To do
All lines in the material below that contain "tempfile" should be located and copied.

Material provided
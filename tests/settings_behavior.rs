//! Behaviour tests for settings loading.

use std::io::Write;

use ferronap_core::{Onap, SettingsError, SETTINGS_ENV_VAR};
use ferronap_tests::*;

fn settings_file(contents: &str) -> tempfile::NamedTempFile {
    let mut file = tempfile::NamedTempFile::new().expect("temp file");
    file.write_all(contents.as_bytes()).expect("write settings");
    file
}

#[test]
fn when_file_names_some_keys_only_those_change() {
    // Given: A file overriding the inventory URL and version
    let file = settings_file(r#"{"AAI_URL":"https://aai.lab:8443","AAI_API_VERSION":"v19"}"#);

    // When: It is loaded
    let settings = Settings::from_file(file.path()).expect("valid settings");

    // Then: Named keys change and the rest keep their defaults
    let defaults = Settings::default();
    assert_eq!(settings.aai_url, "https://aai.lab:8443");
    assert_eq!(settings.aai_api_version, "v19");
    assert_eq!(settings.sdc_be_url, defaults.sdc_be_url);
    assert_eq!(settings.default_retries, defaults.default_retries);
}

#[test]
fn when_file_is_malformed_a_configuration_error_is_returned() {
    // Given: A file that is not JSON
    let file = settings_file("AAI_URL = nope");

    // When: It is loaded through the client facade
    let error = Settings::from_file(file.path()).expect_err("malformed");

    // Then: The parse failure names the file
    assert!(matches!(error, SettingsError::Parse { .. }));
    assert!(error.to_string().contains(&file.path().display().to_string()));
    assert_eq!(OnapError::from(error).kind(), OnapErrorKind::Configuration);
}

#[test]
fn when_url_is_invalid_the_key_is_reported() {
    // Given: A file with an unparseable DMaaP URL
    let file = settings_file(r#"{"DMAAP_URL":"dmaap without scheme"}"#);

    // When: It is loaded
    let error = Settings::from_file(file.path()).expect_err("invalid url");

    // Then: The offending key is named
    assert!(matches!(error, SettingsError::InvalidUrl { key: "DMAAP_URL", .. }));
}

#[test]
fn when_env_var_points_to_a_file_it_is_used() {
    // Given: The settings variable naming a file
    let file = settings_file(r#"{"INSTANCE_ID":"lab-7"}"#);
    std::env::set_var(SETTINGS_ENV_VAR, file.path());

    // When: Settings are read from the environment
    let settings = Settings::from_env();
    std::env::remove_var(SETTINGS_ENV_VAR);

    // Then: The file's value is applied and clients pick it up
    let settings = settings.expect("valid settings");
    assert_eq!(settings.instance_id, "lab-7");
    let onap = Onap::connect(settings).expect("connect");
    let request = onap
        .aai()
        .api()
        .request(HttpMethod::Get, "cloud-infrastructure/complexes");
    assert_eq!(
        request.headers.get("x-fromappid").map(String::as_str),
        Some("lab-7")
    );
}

Task solution
fn settings_file(contents: &str) -> tempfile::NamedTempFile {
    let mut file = tempfile::NamedTempFile::new().expect("temp file");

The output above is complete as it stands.